RECORDS: Begin

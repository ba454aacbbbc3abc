use std::collections::{HashMap, HashSet};

use serde::{Deserialize, Serialize};

use crate::value::{Assignment, FlagValue};

#[derive(Debug, thiserror::Error)]
pub enum DomainError {
    #[error("order relation contains a cycle through '{value}'")]
    CyclicRelation { value: String },

    #[error("priority entry names unknown flag '{flag}'")]
    UnknownPriorityFlag { flag: String },
}

/// One axis of the configuration space: its explicit candidate values, in
/// declared order. The unset sentinel is implicit and not listed here.
#[derive(Debug, Clone, PartialEq, Eq, Serialize, Deserialize)]
#[serde(transparent)]
pub struct Dimension {
    values: Vec<String>,
}

impl Dimension {
    pub fn new(values: Vec<String>) -> Self {
        Self { values }
    }

    pub fn values(&self) -> &[String] {
        &self.values
    }

    pub fn contains(&self, value: &str) -> bool {
        self.values.iter().any(|v| v == value)
    }
}

/// Declared (strong, weak) pairs between explicit flag values.
///
/// "Strong" is at least as constraining as "weak": a verified run still
/// verifies after weakening, a falsified run still fails after
/// strengthening. Pairs may cross dimensions; the relation need not be
/// total and no transitive closure is computed.
#[derive(Debug, Clone, Default, PartialEq, Eq, Serialize, Deserialize)]
#[serde(transparent)]
pub struct OrderRelation {
    pairs: Vec<(String, String)>,
}

impl OrderRelation {
    pub fn new(pairs: Vec<(String, String)>) -> Self {
        Self { pairs }
    }

    pub fn pairs(&self) -> &[(String, String)] {
        &self.pairs
    }

    pub fn len(&self) -> usize {
        self.pairs.len()
    }

    pub fn is_empty(&self) -> bool {
        self.pairs.is_empty()
    }

    /// Values declared weaker than `value` (one hop).
    pub fn weaker_than<'a>(&'a self, value: &'a str) -> impl Iterator<Item = &'a str> {
        self.pairs
            .iter()
            .filter(move |(strong, _)| strong == value)
            .map(|(_, weak)| weak.as_str())
    }

    /// Values declared stronger than `value` (one hop).
    pub fn stronger_than<'a>(&'a self, value: &'a str) -> impl Iterator<Item = &'a str> {
        self.pairs
            .iter()
            .filter(move |(_, weak)| weak == value)
            .map(|(strong, _)| strong.as_str())
    }

    /// Reject relations whose strong→weak edges form a cycle. A cycle would
    /// let propagation claim contradictory verdicts for one assignment.
    fn check_acyclic(&self) -> Result<(), DomainError> {
        let mut edges: HashMap<&str, Vec<&str>> = HashMap::new();
        for (strong, weak) in &self.pairs {
            edges.entry(strong.as_str()).or_default().push(weak.as_str());
        }

        // Iterative DFS with an explicit on-path set.
        let mut done: HashSet<&str> = HashSet::new();
        for start in edges.keys().copied() {
            if done.contains(start) {
                continue;
            }
            let mut on_path: HashSet<&str> = HashSet::new();
            // (node, next child index) pairs form the DFS stack.
            let mut stack: Vec<(&str, usize)> = vec![(start, 0)];
            on_path.insert(start);
            while let Some((node, child)) = stack.pop() {
                let next = edges
                    .get(node)
                    .and_then(|succs| succs.get(child))
                    .copied();
                match next {
                    Some(succ) => {
                        stack.push((node, child + 1));
                        if on_path.contains(succ) {
                            return Err(DomainError::CyclicRelation {
                                value: succ.to_string(),
                            });
                        }
                        if !done.contains(succ) {
                            on_path.insert(succ);
                            stack.push((succ, 0));
                        }
                    }
                    None => {
                        on_path.remove(node);
                        done.insert(node);
                    }
                }
            }
        }
        Ok(())
    }
}

/// A priority entry: flag names to pin, every other dimension left unset.
///
/// Distinct from [`Assignment`] so "don't care" stays explicit until the
/// pattern is resolved against a concrete dimension list.
#[derive(Debug, Clone, PartialEq, Eq, Serialize, Deserialize)]
#[serde(transparent)]
pub struct PriorityPattern {
    flags: Vec<String>,
}

impl PriorityPattern {
    pub fn new(flags: Vec<String>) -> Self {
        Self { flags }
    }

    /// Resolve to the full assignment with each named flag in its dimension
    /// and every unnamed dimension unset. A name matching no dimension is a
    /// configuration error.
    pub fn resolve(&self, dimensions: &[Dimension]) -> Result<Assignment, DomainError> {
        let mut values = vec![FlagValue::Unset; dimensions.len()];
        for flag in &self.flags {
            let dim = dimensions
                .iter()
                .position(|d| d.contains(flag))
                .ok_or_else(|| DomainError::UnknownPriorityFlag { flag: flag.clone() })?;
            values[dim] = FlagValue::set(flag.clone());
        }
        Ok(Assignment::new(values))
    }
}

/// The immutable domain model for one search run: dimensions, order
/// relation, and the resolved priority sequence.
#[derive(Debug, Clone)]
pub struct FlagSpace {
    dimensions: Vec<Dimension>,
    relation: OrderRelation,
    priority: Vec<Assignment>,
}

impl FlagSpace {
    pub fn new(
        dimensions: Vec<Dimension>,
        relation: OrderRelation,
        priority: Vec<PriorityPattern>,
    ) -> Result<Self, DomainError> {
        relation.check_acyclic()?;
        let priority = priority
            .iter()
            .map(|pattern| pattern.resolve(&dimensions))
            .collect::<Result<Vec<_>, _>>()?;
        Ok(Self {
            dimensions,
            relation,
            priority,
        })
    }

    /// The zero-dimensional space: its universe is one empty assignment.
    pub fn empty() -> Self {
        Self {
            dimensions: Vec::new(),
            relation: OrderRelation::default(),
            priority: Vec::new(),
        }
    }

    pub fn dimensions(&self) -> &[Dimension] {
        &self.dimensions
    }

    pub fn relation(&self) -> &OrderRelation {
        &self.relation
    }

    /// Resolved priority assignments, in declared order.
    pub fn priority(&self) -> &[Assignment] {
        &self.priority
    }

    pub fn num_dimensions(&self) -> usize {
        self.dimensions.len()
    }

    /// Size of the full universe: per dimension, explicit values plus unset.
    pub fn universe_size(&self) -> usize {
        self.dimensions
            .iter()
            .map(|d| d.values().len() + 1)
            .product()
    }
}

RECORDS: End

EXERCISE GOAL:
Exact reproduction of every entry is needed.

REPLY:
repository ba454aacbbbc3abc
use std::collections::{HashMap, HashSet};

use serde::{Deserialize, Serialize};

use crate::value::{Assignment, FlagValue};

#[derive(Debug, thiserror::Error)]
pub enum DomainError {
    #[error("order relation contains a cycle through '{value}'")]
    CyclicRelation { value: String },

    #[error("priority entry names unknown flag '{flag}'")]
    UnknownPriorityFlag { flag: String },
}

/// One axis of the configuration space: its explicit candidate values, in
/// declared order. The unset sentinel is implicit and not listed here.
#[derive(Debug, Clone, PartialEq, Eq, Serialize, Deserialize)]
#[serde(transparent)]
pub struct Dimension {
    values: Vec<String>,
}

impl Dimension {
    pub fn new(values: Vec<String>) -> Self {
        Self { values }
    }

    pub fn values(&self) -> &[String] {
        &self.values
    }

    pub fn contains(&self, value: &str) -> bool {
        self.values.iter().any(|v| v == value)
    }
}

/// Declared (strong, weak) pairs between explicit flag values.
///
/// "Strong" is at least as constraining as "weak": a verified run still
/// verifies after weakening, a falsified run still fails after
/// strengthening. Pairs may cross dimensions; the relation need not be
/// total and no transitive closure is computed.
#[derive(Debug, Clone, Default, PartialEq, Eq, Serialize, Deserialize)]
#[serde(transparent)]
pub struct OrderRelation {
    pairs: Vec<(String, String)>,
}

impl OrderRelation {
    pub fn new(pairs: Vec<(String, String)>) -> Self {
        Self { pairs }
    }

    pub fn pairs(&self) -> &[(String, String)] {
        &self.pairs
    }

    pub fn len(&self) -> usize {
        self.pairs.len()
    }

    pub fn is_empty(&self) -> bool {
        self.pairs.is_empty()
    }

    /// Values declared weaker than `value` (one hop).
    pub fn weaker_than<'a>(&'a self, value: &'a str) -> impl Iterator<Item = &'a str> {
        self.pairs
            .iter()
            .filter(move |(strong, _)| strong == value)
            .map(|(_, weak)| weak.as_str())
    }

    /// Values declared stronger than `value` (one hop).
    pub fn stronger_than<'a>(&'a self, value: &'a str) -> impl Iterator<Item = &'a str> {
        self.pairs
            .iter()
            .filter(move |(_, weak)| weak == value)
            .map(|(strong, _)| strong.as_str())
    }

    /// Reject relations whose strong→weak edges form a cycle. A cycle would
    /// let propagation claim contradictory verdicts for one assignment.
    fn check_acyclic(&self) -> Result<(), DomainError> {
        let mut edges: HashMap<&str, Vec<&str>> = HashMap::new();
        for (strong, weak) in &self.pairs {
            edges.entry(strong.as_str()).or_default().push(weak.as_str());
        }

        // Iterative DFS with an explicit on-path set.
        let mut done: HashSet<&str> = HashSet::new();
        for start in edges.keys().copied() {
            if done.contains(start) {
                continue;
            }
            let mut on_path: HashSet<&str> = HashSet::new();
            // (node, next child index) pairs form the DFS stack.
            let mut stack: Vec<(&str, usize)> = vec![(start, 0)];
            on_path.insert(start);
            while let Some((node, child)) = stack.pop() {
                let next = edges
                    .get(node)
                    .and_then(|succs| succs.get(child))
                    .copied();
                match next {
                    Some(succ) => {
                        stack.push((node, child + 1));
                        if on_path.contains(succ) {
                            return Err(DomainError::CyclicRelation {
                                value: succ.to_string(),
                            });
                        }
                        if !done.contains(succ) {
                            on_path.insert(succ);
                            stack.push((succ, 0));
                        }
                    }
                    None => {
                        on_path.remove(node);
                        done.insert(node);
                    }
                }
            }
        }
        Ok(())
    }
}

/// A priority entry: flag names to pin, every other dimension left unset.
///
/// Distinct from [`Assignment`] so "don't care" stays explicit until the
/// pattern is resolved against a concrete dimension list.
#[derive(Debug, Clone, PartialEq, Eq, Serialize, Deserialize)]
#[serde(transparent)]
pub struct PriorityPattern {
    flags: Vec<String>,
}

impl PriorityPattern {
    pub fn new(flags: Vec<String>) -> Self {
        Self { flags }
    }

    /// Resolve to the full assignment with each named flag in its dimension
    /// and every unnamed dimension unset. A name matching no dimension is a
    /// configuration error.
    pub fn resolve(&self, dimensions: &[Dimension]) -> Result<Assignment, DomainError> {
        let mut values = vec![FlagValue::Unset; dimensions.len()];
        for flag in &self.flags {
            let dim = dimensions
                .iter()
                .position(|d| d.contains(flag))
                .ok_or_else(|| DomainError::UnknownPriorityFlag { flag: flag.clone() })?;
            values[dim] = FlagValue::set(flag.clone());
        }
        Ok(Assignment::new(values))
    }
}

/// The immutable domain model for one search run: dimensions, order
/// relation, and the resolved priority sequence.
#[derive(Debug, Clone)]
pub struct FlagSpace {
    dimensions: Vec<Dimension>,
    relation: OrderRelation,
    priority: Vec<Assignment>,
}

impl FlagSpace {
    pub fn new(
        dimensions: Vec<Dimension>,
        relation: OrderRelation,
        priority: Vec<PriorityPattern>,
    ) -> Result<Self, DomainError> {
        relation.check_acyclic()?;
        let priority = priority
            .iter()
            .map(|pattern| pattern.resolve(&dimensions))
            .collect::<Result<Vec<_>, _>>()?;
        Ok(Self {
            dimensions,
            relation,
            priority,
        })
    }

    /// The zero-dimensional space: its universe is one empty assignment.
    pub fn empty() -> Self {
        Self {
            dimensions: Vec::new(),
            relation: OrderRelation::default(),
            priority: Vec::new(),
        }
    }

    pub fn dimensions(&self) -> &[Dimension] {
        &self.dimensions
    }

    pub fn relation(&self) -> &OrderRelation {
        &self.relation
    }

    /// Resolved priority assignments, in declared order.
    pub fn priority(&self) -> &[Assignment] {
        &self.priority
    }

    pub fn num_dimensions(&self) -> usize {
        self.dimensions.len()
    }

    /// Size of the full universe: per dimension, explicit values plus unset.
    pub fn universe_size(&self) -> usize {
        self.dimensions
            .iter()
            .map(|d| d.values().len() + 1)
            .product()
    }
}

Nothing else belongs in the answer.